* **INSTRUCTIONS TO FOLLOW**
For each line of the listing that contains "plain", make a copy and return it.
* * * * * * * * *
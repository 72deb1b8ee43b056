use chrono::NaiveDateTime;
use serde::Serialize;

use crate::utils::parse_datetime;

/// The fixed 128-byte main header found at the start of every YDF file.
///
/// Count fields are kept exactly as decoded (possibly negative or zero for a damaged
/// file); use [`HeaderRecord::channel_count`] and [`HeaderRecord::event_count`] for the
/// values the layout arithmetic works with.
#[derive(Debug, Clone, Default, PartialEq, Serialize)]
pub struct HeaderRecord {
    pub version: String,
    pub patient_id: String,
    /// 原始 `dd.mm.yy` 字段（未去空格）
    pub start_date: String,
    /// 原始 `hh.mm.ss` 字段（未去空格）
    pub start_time: String,
    pub reserved: String,
    /// 文件自己声明的头部字节数
    pub header_bytes: i64,
    pub study_duration: i64,
    /// ns
    pub number_of_channels: i64,
    pub eeg_channel_config: String,
    /// ne
    pub number_of_event_lists: i64,
    pub error_code: String,
    pub reserved_space: String,
}

impl HeaderRecord {
    /// Number of channel sub-headers that follow the main header.
    pub fn channel_count(&self) -> usize {
        usize::try_from(self.number_of_channels).unwrap_or(0)
    }

    /// Number of event sub-headers that follow the channel sub-headers.
    pub fn event_count(&self) -> usize {
        usize::try_from(self.number_of_event_lists).unwrap_or(0)
    }

    /// Recording start, if the date and time fields hold a valid timestamp.
    ///
    /// ```rust
    /// use ydfread::HeaderRecord;
    ///
    /// let header = HeaderRecord {
    ///     start_date: "17.10.26".to_string(),
    ///     start_time: "08.30.00".to_string(),
    ///     ..Default::default()
    /// };
    /// let start = header.start_datetime().unwrap();
    /// assert_eq!(start.to_string(), "2026-10-17 08:30:00");
    /// ```
    pub fn start_datetime(&self) -> Option<NaiveDateTime> {
        parse_datetime(&self.start_date, &self.start_time)
    }
}

/// One recorded channel: its sub-header fields plus the sample buffers filled by the
/// reader's load operations.
#[derive(Debug, Clone, Default, PartialEq, Serialize)]
pub struct ChannelDescriptor {
    pub label: String,
    pub transducer_type: String,
    pub physical_dimension: String,
    pub physical_minimum: f64,
    pub physical_maximum: f64,
    pub digital_minimum: i64,
    pub digital_maximum: i64,
    pub prefiltering: String,
    pub samples_per_data_record: i64,
    /// 原始16位采样值，按数据记录顺序排列
    pub digital_values: Vec<i32>,
    pub physical_values: Vec<f64>,
}

impl ChannelDescriptor {
    /// Samples this channel contributes to every data record (negative counts read as 0).
    pub fn samples_per_record(&self) -> usize {
        usize::try_from(self.samples_per_data_record).unwrap_or(0)
    }

    /// Converts a digital value to the channel's physical unit.
    ///
    /// `(d - digital_min) * (physical_max - physical_min) / (digital_max - digital_min) + physical_min`
    ///
    /// A channel whose digital range is empty has no defined conversion and yields NaN.
    ///
    /// ```rust
    /// use ydfread::ChannelDescriptor;
    ///
    /// let channel = ChannelDescriptor {
    ///     physical_minimum: -100.0,
    ///     physical_maximum: 100.0,
    ///     digital_minimum: -1000,
    ///     digital_maximum: 1000,
    ///     ..Default::default()
    /// };
    /// assert_eq!(channel.to_physical(500), 50.0);
    /// assert_eq!(channel.to_physical(-1000), -100.0);
    /// ```
    pub fn to_physical(&self, digital_value: i32) -> f64 {
        let digital_range = (self.digital_maximum - self.digital_minimum) as f64;
        if digital_range == 0.0 {
            return f64::NAN;
        }

        (digital_value as f64 - self.digital_minimum as f64)
            * (self.physical_maximum - self.physical_minimum)
            / digital_range
            + self.physical_minimum
    }

    /// 根据当前的数字值重新计算全部物理值
    pub fn calculate_physical_values(&mut self) {
        self.physical_values = self
            .digital_values
            .iter()
            .map(|&d| self.to_physical(d))
            .collect();
    }
}

/// One entry of the event list: sub-header fields plus the JSON payload loaded from the
/// trailing event block.
#[derive(Debug, Clone, Default, PartialEq, Serialize)]
pub struct EventDescriptor {
    pub label: String,
    pub read_only: i64,
    /// 相对于文件末尾事件块起点的偏移，不是文件绝对偏移
    pub start_offset: i64,
    pub declared_length: i64,
    pub payload: Option<serde_json::Value>,
}

impl EventDescriptor {
    pub fn is_read_only(&self) -> bool {
        self.read_only != 0
    }

    /// Start of this event's bytes inside the event block (negative offsets read as 0).
    pub fn start(&self) -> usize {
        usize::try_from(self.start_offset).unwrap_or(0)
    }

    /// Declared payload length in bytes (negative lengths read as 0).
    pub fn length(&self) -> usize {
        usize::try_from(self.declared_length).unwrap_or(0)
    }
}

#[cfg(test)]
mod tests {
    use super::*;

    #[test]
    fn test_negative_counts_clamp_to_zero() {
        let header = HeaderRecord {
            number_of_channels: -3,
            number_of_event_lists: 2,
            ..Default::default()
        };
        assert_eq!(header.channel_count(), 0);
        assert_eq!(header.event_count(), 2);
    }

    #[test]
    fn test_calculate_physical_values() {
        let mut channel = ChannelDescriptor {
            physical_minimum: 0.0,
            physical_maximum: 10.0,
            digital_minimum: 0,
            digital_maximum: 100,
            digital_values: vec![0, 50, 100, -10],
            ..Default::default()
        };
        channel.calculate_physical_values();
        assert_eq!(channel.physical_values, vec![0.0, 5.0, 10.0, -1.0]);
    }

    #[test]
    fn test_zero_digital_range_is_nan() {
        let mut channel = ChannelDescriptor {
            digital_minimum: 5,
            digital_maximum: 5,
            digital_values: vec![5, 6],
            ..Default::default()
        };
        channel.calculate_physical_values();
        assert_eq!(channel.physical_values.len(), 2);
        assert!(channel.physical_values.iter().all(|v| v.is_nan()));
    }

    #[test]
    fn test_event_accessors() {
        let event = EventDescriptor {
            read_only: 1,
            start_offset: -4,
            declared_length: 12,
            ..Default::default()
        };
        assert!(event.is_read_only());
        assert_eq!(event.start(), 0);
        assert_eq!(event.length(), 12);
    }
}
use std::collections::{HashMap, HashSet};
use std::fs::{self, File};
use std::io::{self, Read};
use std::path::{Path, PathBuf};
use std::process::{Child, Command, Stdio};
use std::sync::{Condvar, Mutex, PoisonError};
use std::thread::{self, JoinHandle};

use camino::{Utf8Path, Utf8PathBuf};
use flate2::Compression;
use flate2::read::GzDecoder;
use flate2::write::GzEncoder;
use serde::Serialize;
use tempfile::NamedTempFile;
use tracing::{debug, info};

use crate::error::KiraError;
use crate::merge::{MergeKind, MergePlan};

/// Runs the external programs that turn a [`MergePlan`] into its artifact.
pub trait MergeExecutor: Send + Sync {
    fn compute_mean_signal(&self, plan: &MergePlan) -> Result<(), KiraError>;
    fn compute_intersect_peaks(&self, plan: &MergePlan) -> Result<(), KiraError>;

    fn execute(&self, plan: &MergePlan) -> Result<(), KiraError> {
        match plan.kind {
            MergeKind::MeanSignal => self.compute_mean_signal(plan),
            MergeKind::IntersectPeaks => self.compute_intersect_peaks(plan),
        }
    }
}

#[derive(Debug, Clone, Default, Serialize)]
pub struct ToolPaths {
    pub wiggletools: Option<PathBuf>,
    pub wig_to_big_wig: Option<PathBuf>,
    pub bedtools: Option<PathBuf>,
    pub sort: Option<PathBuf>,
}

impl ToolPaths {
    /// Explicit paths win; anything left unset is looked up on `PATH`.
    pub fn resolve(
        wiggletools: Option<PathBuf>,
        wig_to_big_wig: Option<PathBuf>,
        bedtools: Option<PathBuf>,
    ) -> Self {
        Self {
            wiggletools: wiggletools.or_else(|| find_in_path("wiggletools")),
            wig_to_big_wig: wig_to_big_wig.or_else(|| find_in_path("wigToBigWig")),
            bedtools: bedtools.or_else(|| find_in_path("bedtools")),
            sort: find_in_path("sort"),
        }
    }
}

fn require<'p>(tool: &'p Option<PathBuf>, name: &str) -> Result<&'p Path, KiraError> {
    tool.as_deref()
        .ok_or_else(|| KiraError::MissingTool(name.to_string()))
}

/// Serializes work on a derived artifact per output path within the process.
#[derive(Debug, Default)]
pub struct ArtifactLocks {
    held: Mutex<HashSet<Utf8PathBuf>>,
    released: Condvar,
}

pub struct ArtifactGuard<'a> {
    locks: &'a ArtifactLocks,
    path: Utf8PathBuf,
}

impl ArtifactLocks {
    pub fn acquire(&self, path: &Utf8Path) -> ArtifactGuard<'_> {
        let mut held = self.held.lock().unwrap_or_else(PoisonError::into_inner);
        while held.contains(path) {
            held = self
                .released
                .wait(held)
                .unwrap_or_else(PoisonError::into_inner);
        }
        held.insert(path.to_owned());
        ArtifactGuard {
            locks: self,
            path: path.to_owned(),
        }
    }
}

impl Drop for ArtifactGuard<'_> {
    fn drop(&mut self) {
        let mut held = self.locks.held.lock().unwrap_or_else(PoisonError::into_inner);
        held.remove(&self.path);
        self.locks.released.notify_all();
    }
}

pub struct SystemMergeExecutor {
    tools: ToolPaths,
    chrom_sizes: HashMap<String, PathBuf>,
    genome_dir: Utf8PathBuf,
    locks: ArtifactLocks,
}

impl SystemMergeExecutor {
    pub fn new(
        tools: ToolPaths,
        chrom_sizes: HashMap<String, PathBuf>,
        genome_dir: Utf8PathBuf,
    ) -> Self {
        Self {
            tools,
            chrom_sizes,
            genome_dir,
            locks: ArtifactLocks::default(),
        }
    }

    /// Configured path first, then `<genome dir>/<assembly>.chrom.sizes`.
    pub fn chrom_sizes_for(&self, assembly: &str) -> Result<PathBuf, KiraError> {
        if let Some(path) = self.chrom_sizes.get(assembly) {
            return Ok(path.clone());
        }
        let fallback = self.genome_dir.join(format!("{assembly}.chrom.sizes"));
        if fallback.as_std_path().exists() {
            return Ok(fallback.into_std_path_buf());
        }
        Err(KiraError::MissingChromSizes(assembly.to_string()))
    }

    /// Holds the per-output lock, skips work when another worker already
    /// produced the artifact, and renames the temp file into place on success.
    fn produce<F>(&self, plan: &MergePlan, suffix: &str, build: F) -> Result<(), KiraError>
    where
        F: FnOnce(&mut NamedTempFile) -> Result<(), KiraError>,
    {
        let _guard = self.locks.acquire(&plan.output_path);
        if plan.output_path.as_std_path().exists() {
            debug!(path = %plan.output_path, "artifact already computed");
            return Ok(());
        }
        let dir = plan
            .output_path
            .parent()
            .ok_or_else(|| KiraError::Filesystem("invalid artifact path".to_string()))?;
        fs::create_dir_all(dir.as_std_path())
            .map_err(|err| KiraError::Filesystem(err.to_string()))?;
        let mut temp = tempfile::Builder::new()
            .prefix(".kira-dcc-merge")
            .suffix(suffix)
            .tempfile_in(dir.as_std_path())
            .map_err(|err| KiraError::Filesystem(err.to_string()))?;

        info!(kind = %plan.kind, experiment = %plan.experiment, inputs = plan.inputs.len(), "computing");
        build(&mut temp)?;

        temp.persist(plan.output_path.as_std_path())
            .map_err(|err| KiraError::Filesystem(err.to_string()))?;
        info!(path = %plan.output_path, "wrote");
        Ok(())
    }
}

impl MergeExecutor for SystemMergeExecutor {
    fn compute_mean_signal(&self, plan: &MergePlan) -> Result<(), KiraError> {
        let wiggletools = require(&self.tools.wiggletools, "wiggletools")?;
        let wig_to_big_wig = require(&self.tools.wig_to_big_wig, "wigToBigWig")?;
        let chrom_sizes = self.chrom_sizes_for(&plan.assembly)?;

        self.produce(plan, ".bigWig", |temp| {
            let mut mean = Running::spawn(
                Command::new(wiggletools)
                    .arg("mean")
                    .args(plan.inputs.iter().map(|path| path.as_str()))
                    .stdout(Stdio::piped()),
                wiggletools,
            )?;
            let Some(wig) = mean.child.stdout.take() else {
                mean.abandon();
                return Err(KiraError::ToolFailed("wiggletools stdout unavailable".to_string()));
            };

            let convert = Running::spawn(
                Command::new(wig_to_big_wig)
                    .arg("-clip")
                    .arg("stdin")
                    .arg(&chrom_sizes)
                    .arg(temp.path())
                    .stdin(Stdio::from(wig)),
                wig_to_big_wig,
            );
            let convert = match convert {
                Ok(convert) => convert,
                Err(err) => {
                    mean.abandon();
                    return Err(err);
                }
            };

            let converted = convert.finish();
            let averaged = mean.finish();
            averaged?;
            converted
        })
    }

    fn compute_intersect_peaks(&self, plan: &MergePlan) -> Result<(), KiraError> {
        let bedtools = require(&self.tools.bedtools, "bedtools")?;
        let sort = require(&self.tools.sort, "sort")?;
        let Some((first, rest)) = plan.inputs.split_first() else {
            return Err(KiraError::ToolFailed("intersect needs at least one input".to_string()));
        };

        self.produce(plan, ".bed.gz", |temp| {
            let mut sorter = Running::spawn(
                Command::new(sort)
                    .args(["-k1,1", "-k2,2n"])
                    .env("LC_ALL", "C")
                    .stdin(Stdio::piped())
                    .stdout(Stdio::piped()),
                sort,
            )?;
            let (Some(mut sorter_in), Some(sorted)) =
                (sorter.child.stdin.take(), sorter.child.stdout.take())
            else {
                sorter.abandon();
                return Err(KiraError::ToolFailed("sort pipes unavailable".to_string()));
            };

            let source = first.clone();
            let feeder = thread::spawn(move || -> io::Result<u64> {
                let file = File::open(source.as_std_path())?;
                let mut reader: Box<dyn Read> = if source.as_str().ends_with(".gz") {
                    Box::new(GzDecoder::new(file))
                } else {
                    Box::new(file)
                };
                io::copy(&mut reader, &mut sorter_in)
            });

            let intersect = Running::spawn(
                Command::new(bedtools)
                    .args(["intersect", "-a", "stdin", "-b"])
                    .args(rest.iter().map(|path| path.as_str()))
                    .arg("-u")
                    .stdin(Stdio::from(sorted))
                    .stdout(Stdio::piped()),
                bedtools,
            );
            let mut intersect = match intersect {
                Ok(intersect) => intersect,
                Err(err) => {
                    sorter.abandon();
                    let _ = feeder.join();
                    return Err(err);
                }
            };

            let written = match intersect.child.stdout.take() {
                Some(mut hits) => {
                    let mut encoder = GzEncoder::new(temp.as_file_mut(), Compression::default());
                    io::copy(&mut hits, &mut encoder)
                        .and_then(|_| encoder.finish().map(|_| ()))
                        .map_err(|err| KiraError::Filesystem(err.to_string()))
                }
                None => Err(KiraError::ToolFailed("bedtools stdout unavailable".to_string())),
            };
            if written.is_err() {
                intersect.abandon();
                sorter.abandon();
                let _ = feeder.join();
                return written;
            }

            let fed = feeder
                .join()
                .map_err(|_| KiraError::ToolFailed("peak reader panicked".to_string()))?;
            let intersected = intersect.finish();
            sorter.finish()?;
            fed.map_err(|err| KiraError::Filesystem(format!("read {first}: {err}")))?;
            intersected
        })
    }
}

/// A spawned tool whose stderr is collected on a separate thread so a chatty
/// tool never stalls on a full pipe.
struct Running {
    child: Child,
    program: PathBuf,
    stderr: Option<JoinHandle<String>>,
}

impl Running {
    fn spawn(command: &mut Command, program: &Path) -> Result<Self, KiraError> {
        let mut child = command
            .stderr(Stdio::piped())
            .spawn()
            .map_err(|err| spawn_error(program, err))?;
        let stderr = child.stderr.take().map(|mut pipe| {
            thread::spawn(move || {
                let mut text = String::new();
                let _ = pipe.read_to_string(&mut text);
                text
            })
        });
        Ok(Self {
            child,
            program: program.to_path_buf(),
            stderr,
        })
    }

    fn finish(mut self) -> Result<(), KiraError> {
        let status = self
            .child
            .wait()
            .map_err(|err| spawn_error(&self.program, err))?;
        let stderr = self
            .stderr
            .take()
            .and_then(|handle| handle.join().ok())
            .unwrap_or_default();
        if status.success() {
            return Ok(());
        }
        let stderr = stderr.trim();
        let message = if stderr.is_empty() {
            format!("command failed: {} ({status})", self.program.display())
        } else {
            format!("{}: {stderr}", self.program.display())
        };
        Err(KiraError::ToolFailed(message))
    }

    /// Kills and reaps a stage whose downstream could not be set up.
    fn abandon(mut self) {
        let _ = self.child.kill();
        let _ = self.child.wait();
        if let Some(handle) = self.stderr.take() {
            let _ = handle.join();
        }
    }
}

fn spawn_error(program: &Path, err: io::Error) -> KiraError {
    KiraError::ToolFailed(format!("{}: {err}", program.display()))
}

pub fn find_in_path(name: &str) -> Option<PathBuf> {
    let path_var = std::env::var_os("PATH")?;
    for path in std::env::split_paths(&path_var) {
        let exe = path.join(format!("{name}.exe"));
        if exe.exists() {
            return Some(exe);
        }
        let plain = path.join(name);
        if plain.exists() {
            return Some(plain);
        }
    }
    None
}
* * * * * * * * *
* **RESULT OF THE EXERCISE**
        let plain = path.join(name);
        if plain.exists() {
            return Some(plain);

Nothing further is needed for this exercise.